Excluded Workers

Exempt employees from the Indiana WC Act or who may elect optional coverage.

The Indiana Code is available on the State of Indiana website.

Employment Relationships Not Covered

  • Railroad employees
  • Employees in federal commerce
  • Real estate professionals
  • Independent contractors
  • Athletes on scholarship
  • Inmates of penal institutions
  • Volunteers

The following categories of employees are exempt from the Indiana Worker’s Compensation Act and cannot elect optional coverage:  

  • Railroad Employees.  Railroad engineers, firemen, conductors, brakemen, flagmen, baggage men, yard engine foremen and their helpers, are excluded from coverage by Ind. Code §22-3-2-2(b).  These types of employment are covered by the Federal Employees Liability Act. 
  • Employees in Federal Commerce.  Ind. Code §22-3-2-19 provides that employees engaged in interstate or foreign commerce are not covered by Indiana worker’s compensation if federal law has provided alternative compensation.  For example, seamen are covered by the Jones Act, and Longshoremen are covered by the Longshoreman’s and Harbor Workers Act. Currently, riverboat casino employees may be treated as seamen under the Jones Act.  Riverboat casino employees who have been injured and are unsure of their rights should contact an attorney familiar with worker’s compensation and with the Jones Act. 

    Note: Since the issuance of the Guide, an Indiana based federal court also recently analyzed the issue and basically held that because the Indiana boats were moored and did not travel on the open waters, the Jones Act was inapplicable. Reference Howard v. Southern Illinois Riverboat Casino Cruises, Inc., 364 F.3d 854, 857 (7th Cir. 2004). 
  • Real Estate Professionals.  Real estate professionals are not employees, and therefore are not covered under Indiana worker’s compensation if:
    • they are licensed real estate agents;
    • substantially all their remuneration is directly related to sales volume and not the number of hours worked;  and
    • they have written agreements with real estate brokers stating that they are not to be treated as employees for tax purposes.  Ind. Code §22-3-6-1(b)(6).
  • Independent contractors are not employees and therefore are not covered by the Act.  The rules for determining who is an independent contractor are those applied by the Internal Revenue Service.  The IRS weighs twenty factors in making such a determination.  See IRS Publication 937 for more information.  It is possible to file Form SS-8 with the IRS for a determination of a worker’s status.  Note that special registration procedures are in effect for independent contractors (Clearance Certificate).

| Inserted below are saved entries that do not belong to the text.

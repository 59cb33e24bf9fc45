//! Relative Strength Index

use super::Zone;
use serde::Serialize;

/// Default lookback
pub const RSI_PERIOD: usize = 14;

/// Above this the market reads overbought
pub const RSI_OVERBOUGHT: f64 = 70.0;

/// Below this the market reads oversold
pub const RSI_OVERSOLD: f64 = 30.0;

/// RSI value with its classification
#[derive(Debug, Clone, Copy, PartialEq, Serialize)]
pub struct RsiReading {
    pub value: f64,
    pub zone: Zone,
}

impl RsiReading {
    pub fn new(value: f64) -> Self {
        let zone = if value > RSI_OVERBOUGHT {
            Zone::Overbought
        } else if value < RSI_OVERSOLD {
            Zone::Oversold
        } else {
            Zone::Neutral
        };
        Self { value, zone }
    }
}

/// RSI of the last close using simple rolling means of gains and losses
/// over `period` price changes.
///
/// Returns `None` with fewer than `period + 1` closes, or when the window
/// has neither gains nor losses.
pub fn rsi(closes: &[f64], period: usize) -> Option<f64> {
    if period == 0 || closes.len() < period + 1 {
        return None;
    }

    let window = &closes[closes.len() - period - 1..];
    let (gains, losses) = window
        .windows(2)
        .map(|pair| pair[1] - pair[0])
        .fold((0.0, 0.0), |(gains, losses), delta| {
            if delta > 0.0 {
                (gains + delta, losses)
            } else {
                (gains, losses - delta)
            }
        });

    let avg_gain = gains / period as f64;
    let avg_loss = losses / period as f64;

    if avg_loss == 0.0 {
        return (avg_gain > 0.0).then_some(100.0);
    }

    let rs = avg_gain / avg_loss;
    Some(100.0 - 100.0 / (1.0 + rs))
}

#[cfg(test)]
mod tests {
    use super::*;

    #[test]
    fn test_not_enough_data() {
        let closes: Vec<f64> = (0..14).map(f64::from).collect();
        assert!(rsi(&closes, 14).is_none());
    }

    #[test]
    fn test_only_gains_is_100() {
        let closes: Vec<f64> = (0..15).map(f64::from).collect();
        assert_eq!(rsi(&closes, 14), Some(100.0));
    }

    #[test]
    fn test_only_losses_is_0() {
        let closes: Vec<f64> = (0..15).rev().map(f64::from).collect();
        assert_eq!(rsi(&closes, 14), Some(0.0));
    }

    #[test]
    fn test_flat_is_undefined() {
        assert!(rsi(&[5.0; 20], 14).is_none());
    }

    #[test]
    fn test_balanced_moves_are_50() {
        // alternating +1 / -1
        let closes: Vec<f64> = (0..15).map(|i| if i % 2 == 0 { 10.0 } else { 11.0 }).collect();
        let value = rsi(&closes, 14).unwrap();
        assert!((value - 50.0).abs() < 1e-9);
    }

    #[test]
    fn test_only_last_window_counts() {
        // an old crash outside the window does not matter
        let mut closes = vec![100.0, 1.0];
        closes.extend((0..15).map(|i| 10.0 + i as f64));
        assert_eq!(rsi(&closes, 14), Some(100.0));
    }

    #[test]
    fn test_zones() {
        assert_eq!(RsiReading::new(75.0).zone, Zone::Overbought);
        assert_eq!(RsiReading::new(25.0).zone, Zone::Oversold);
        assert_eq!(RsiReading::new(70.0).zone, Zone::Neutral);
        assert_eq!(RsiReading::new(30.0).zone, Zone::Neutral);
    }
}
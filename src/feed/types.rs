//! Price feed types

use chrono::{DateTime, Utc};
use rust_decimal::Decimal;
use serde::{Deserialize, Serialize};
use thiserror::Error;

/// A single price tick from an exchange
#[derive(Debug, Clone, PartialEq, Serialize, Deserialize)]
pub struct PriceTick {
    /// Trading symbol (e.g., "BTCUSDT")
    pub symbol: String,
    /// Last traded price
    pub price: Decimal,
    /// Local timestamp when tick was received
    pub timestamp: DateTime<Utc>,
    /// Exchange event time
    pub exchange_ts: DateTime<Utc>,
}

impl PriceTick {
    /// Build a tick stamped with the current time on both clocks
    pub fn now(symbol: impl Into<String>, price: Decimal) -> Self {
        let now = Utc::now();
        Self {
            symbol: symbol.into(),
            price,
            timestamp: now,
            exchange_ts: now,
        }
    }
}

/// What a subscriber receives from the feed
#[derive(Debug, Clone, PartialEq)]
pub enum FeedEvent {
    Tick(PriceTick),
    /// The underlying connection is gone. The feed does not retry on its own.
    Disconnected,
}

/// Price feed errors
#[derive(Debug, Error)]
pub enum FeedError {
    #[error("failed to open price feed for {symbol}: {reason}")]
    Connect { symbol: String, reason: String },
    #[error("price feed for {0} already has a subscriber")]
    Busy(String),
}
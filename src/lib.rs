//! tradewatch: Telegram-controlled spot trading assistant
//!
//! This library provides the core components for:
//! - Real-time price feeds from Binance
//! - The price-target auto-sell engine (watch, sample, decide)
//! - Binance REST and paper trading venues
//! - RSI, Bollinger Bands and crash-reversal indicators
//! - Periodic market alerts
//! - The Telegram command surface
//! - A durable event journal
//! - Structured logging and Prometheus metrics

pub mod alerts;
pub mod bot;
pub mod cli;
pub mod config;
pub mod feed;
pub mod indicators;
pub mod journal;
pub mod notify;
pub mod telemetry;
pub mod venue;
pub mod watch;
pub mod ws;
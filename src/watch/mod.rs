//! Price-target watch engine
//!
//! Arms on a target price, samples the trend once the target is crossed
//! and decides whether to sell or hold.

mod manager;
mod sampler;
mod session;
mod types;

pub use manager::SessionManager;
pub use sampler::{decide, TrendSampler};
pub use session::{SessionDeps, WatchSession};
pub use types::{
    Decision, DecisionAction, Sample, SellExecution, SessionConfig, SessionOutcome, WatchError,
    WatchState, WatchStatus,
};
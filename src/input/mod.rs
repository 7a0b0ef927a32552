// Input boundary - raw trigger codes decoded into skill events
// Hardware/DOM specifics stay outside; the core only sees InputEvent

pub mod bindings;

pub use bindings::{KeyBindings, KeyCode};

use crate::notes::Skill;

/// A discrete skill press/release delivered by the input collaborator.
#[derive(Debug, Clone, Copy, PartialEq, Eq)]
pub struct InputEvent {
    pub skill: Skill,
    pub pressed: bool,
}

impl InputEvent {
    pub fn pressed(skill: Skill) -> Self {
        InputEvent {
            skill,
            pressed: true,
        }
    }

    pub fn released(skill: Skill) -> Self {
        InputEvent {
            skill,
            pressed: false,
        }
    }
}
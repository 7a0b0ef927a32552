// Note resolver - pure (skill, octave) -> note-or-shift mapping

use super::{Note, Octave, OctaveShift, PitchClass, Skill};

/// Result of resolving a skill at a given octave: a playable note or one of
/// the two octave-shift sentinels.
#[derive(Debug, Clone, Copy, PartialEq, Eq)]
pub enum Resolved {
    Note(Note),
    Shift(OctaveShift),
}

/// Resolve a skill at an octave.
///
/// Skills `1`..`7` follow the natural scale from C; skill `8` is the octave
/// above skill `1`. Skills `9` and `0` resolve to the shift sentinels in
/// every octave. Returns `None` when no mapping exists for the pair; callers
/// treat that as a silent no-op.
pub fn resolve(skill: Skill, octave: Octave) -> Option<Resolved> {
    // Octave 1 centers the instrument on C4..C5.
    let base = 3 + octave.value();

    let resolved = match skill {
        Skill::One => Resolved::Note(Note::new(PitchClass::C, base)),
        Skill::Two => Resolved::Note(Note::new(PitchClass::D, base)),
        Skill::Three => Resolved::Note(Note::new(PitchClass::E, base)),
        Skill::Four => Resolved::Note(Note::new(PitchClass::F, base)),
        Skill::Five => Resolved::Note(Note::new(PitchClass::G, base)),
        Skill::Six => Resolved::Note(Note::new(PitchClass::A, base)),
        Skill::Seven => Resolved::Note(Note::new(PitchClass::B, base)),
        Skill::Eight => Resolved::Note(Note::new(PitchClass::C, base + 1)),
        Skill::Nine => Resolved::Shift(OctaveShift::Down),
        Skill::Zero => Resolved::Shift(OctaveShift::Up),
    };

    Some(resolved)
}
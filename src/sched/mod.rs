// Deferred-callback scheduling capability
// Playback and the orchestra queue depend only on these traits, which keeps
// their timing testable against a virtual clock

pub mod manual;
pub mod thread;

pub use manual::ManualScheduler;
pub use thread::{MonotonicClock, ThreadScheduler};

use std::cmp::Ordering;
use std::time::Duration;

/// A deferred unit of work.
pub type Task = Box<dyn FnOnce() + Send + 'static>;

/// Handle for one scheduled task.
#[derive(Debug, Clone, Copy, PartialEq, Eq, Hash)]
pub struct TimerId(pub(crate) u64);

/// Cancellation group for scheduled tasks. Each subsystem schedules under
/// its own tag so it can cancel all of its pending work in one call.
#[derive(Debug, Clone, Copy, PartialEq, Eq, Hash)]
pub struct TimerTag(pub u32);

/// Monotonic time source. Values are durations since an arbitrary fixed
/// origin; only differences are meaningful.
pub trait Clock: Send + Sync {
    fn now(&self) -> Duration;
}

/// Fire-after-a-relative-delay primitive.
///
/// Relative ordering is respected for non-equal delays; tasks scheduled for
/// the same instant fire in submission order.
pub trait Scheduler: Send + Sync {
    /// Schedule `task` to run `delay` from now under `tag`.
    fn after(&self, delay: Duration, tag: TimerTag, task: Task) -> TimerId;

    /// Cancel one pending task. No-op if it already fired.
    fn cancel(&self, id: TimerId);

    /// Cancel every pending task scheduled under `tag`.
    fn cancel_tag(&self, tag: TimerTag);
}

/// Pending task ordered for a min-heap on (fire_at, seq).
pub(crate) struct Entry {
    pub(crate) fire_at: Duration,
    pub(crate) seq: u64,
    pub(crate) id: TimerId,
    pub(crate) tag: TimerTag,
    pub(crate) task: Task,
}

impl PartialEq for Entry {
    fn eq(&self, other: &Self) -> bool {
        self.fire_at == other.fire_at && self.seq == other.seq
    }
}

impl Eq for Entry {}

impl PartialOrd for Entry {
    fn partial_cmp(&self, other: &Self) -> Option<Ordering> {
        Some(self.cmp(other))
    }
}

impl Ord for Entry {
    fn cmp(&self, other: &Self) -> Ordering {
        // Reversed so BinaryHeap pops the earliest entry, FIFO on ties.
        other
            .fire_at
            .cmp(&self.fire_at)
            .then_with(|| other.seq.cmp(&self.seq))
    }
}
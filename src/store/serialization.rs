// Serialization for stored recordings - compact JSON with a defensive
// format version checked before any record can fire

use crate::session::action::{Action, FormatVersion, Recording};
use crate::store::StoreError;

/// Serialize a recording to its compact stored form. Refuses to publish a
/// structurally invalid log.
pub fn encode_recording(recording: &Recording) -> Result<String, StoreError> {
    validate_recording(recording)?;
    Ok(serde_json::to_string(recording)?)
}

/// Deserialize a stored recording, checking version compatibility and
/// structure. Any failure here means playback never starts and no state is
/// mutated.
pub fn decode_recording(encoded: &str) -> Result<Recording, StoreError> {
    let recording: Recording = serde_json::from_str(encoded)?;
    check_compatibility(recording.version)?;
    validate_recording(&recording)?;
    Ok(recording)
}

/// A newer major version cannot be read; a newer minor version is assumed
/// forward-compatible (unknown kinds decode as `Unknown` and are skipped).
pub fn check_compatibility(version: FormatVersion) -> Result<(), StoreError> {
    let current = FormatVersion::current();

    if version.major > current.major {
        return Err(StoreError::UnsupportedVersion(version));
    }
    if version.major == current.major && version.minor > current.minor {
        log::warn!(
            "recording format v{version} is newer than v{current}; unknown actions will be skipped"
        );
    }
    Ok(())
}

/// Structural invariants of the action log: non-empty, opened by a
/// `StartRecording` at offset 0, offsets non-decreasing.
pub fn validate_recording(recording: &Recording) -> Result<(), StoreError> {
    let Some(first) = recording.actions.first() else {
        return Err(StoreError::Invalid("recording is empty".to_string()));
    };

    if !matches!(first.action, Action::StartRecording { .. }) {
        return Err(StoreError::Invalid(
            "recording does not open with StartRecording".to_string(),
        ));
    }
    if first.offset_ms != 0 {
        return Err(StoreError::Invalid(
            "recording origin has a non-zero offset".to_string(),
        ));
    }

    let ordered = recording
        .actions
        .windows(2)
        .all(|pair| pair[0].offset_ms <= pair[1].offset_ms);
    if !ordered {
        return Err(StoreError::Invalid(
            "record offsets are not non-decreasing".to_string(),
        ));
    }

    Ok(())
}
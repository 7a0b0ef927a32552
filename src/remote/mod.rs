// Remote play - events from other players, re-timed locally

pub mod retime;

pub use retime::{OrchestraQueue, RetimePolicy, ORCHESTRA_TAG};

use crate::notes::{Octave, Skill};
use serde::{Deserialize, Serialize};

/// One event from a remote player's session.
///
/// `time` is milliseconds on the sender's clock. Senders' clocks are not
/// synchronized with ours; only differences between a single sender's stamps
/// are meaningful, which is why playback re-times against a local baseline.
#[derive(Debug, Clone, Copy, PartialEq, Eq, Serialize, Deserialize)]
#[serde(rename_all = "camelCase")]
pub struct RemoteEvent {
    pub time: u64,
    pub skill: Skill,
    pub octave: Octave,
    pub skill_down: bool,
}
// Communication channels, lock-free

use crate::messaging::command::Command;
use crate::remote::RemoteEvent;
use ringbuf::{traits::Split, HeapRb};

pub type CommandProducer = ringbuf::HeapProd<Command>;
pub type CommandConsumer = ringbuf::HeapCons<Command>;

/// Channel carrying shell commands (input events, volume, toggles) into the
/// session pump.
pub fn create_command_channel(capacity: usize) -> (CommandProducer, CommandConsumer) {
    let rb = HeapRb::<Command>::new(capacity);
    rb.split()
}

pub type RemoteProducer = ringbuf::HeapProd<RemoteEvent>;
pub type RemoteConsumer = ringbuf::HeapCons<RemoteEvent>;

/// Channel carrying the remote event stream into the orchestra queue. The
/// consumer never flow-controls the producer; overload is handled by the
/// queue's drain policy.
pub fn create_remote_channel(capacity: usize) -> (RemoteProducer, RemoteConsumer) {
    let rb = HeapRb::<RemoteEvent>::new(capacity);
    rb.split()
}
// Lock-free messaging between the input/UI shells and the core

pub mod channels;
pub mod command;
pub mod notification;

pub use channels::{
    create_command_channel, create_remote_channel, CommandConsumer, CommandProducer,
    RemoteConsumer, RemoteProducer,
};
pub use command::Command;
pub use notification::{Notification, NotificationCategory, NotificationLevel};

    An injured worker who has been denied worker’s compensation on the basis that he or she was an independent contractor has the right to file an Application for Adjustment of Claim with the Worker’s Compensation Board.  If the Board finds that the worker was an employee, the worker will be covered by the Worker’s Compensation Act
  • Independent Contractors in the Building and Construction Trades.  A person is an independent contractor in the construction trades and not covered as an employee under the Act if, and only if, the person is an independent contractor under the guidelines of the Internal Revenue Service.  Ind. Code §22-3-6-1(b)(7).   These guidelines may be found in IRS Publication 937.  See page 13.  
  • Athletes on Scholarship.  A student athlete who accepted a “grant-in-aid” from a state university was held not to be an employee of the university.  
  • Inmates of penal institutions.  Inmates who work in a penal institution with or without pay have been held not to be employees.  Inmates injured while incarcerated may have other rights and remedies under the common law.  
  • Volunteers. A volunteer who provides service without receiving any type of compensation is not an employee and therefore is not covered by the Act.  However, if a person receives any compensation for work, whether cash or in-kind, that person could potentially be considered an employee.
  • Youth CoachesSB 508, effective 7/1/2005, amended the Indiana workers compensation statute to exempt, “A person who enters into an independent contractor agreement with a nonprofit corporation that is recognized as tax exempt under Section 501(c)(3) of the Internal Revenue Code (as defined in IC 6-3-1-11(a)) to perform youth coaching services on a part-time basis.”  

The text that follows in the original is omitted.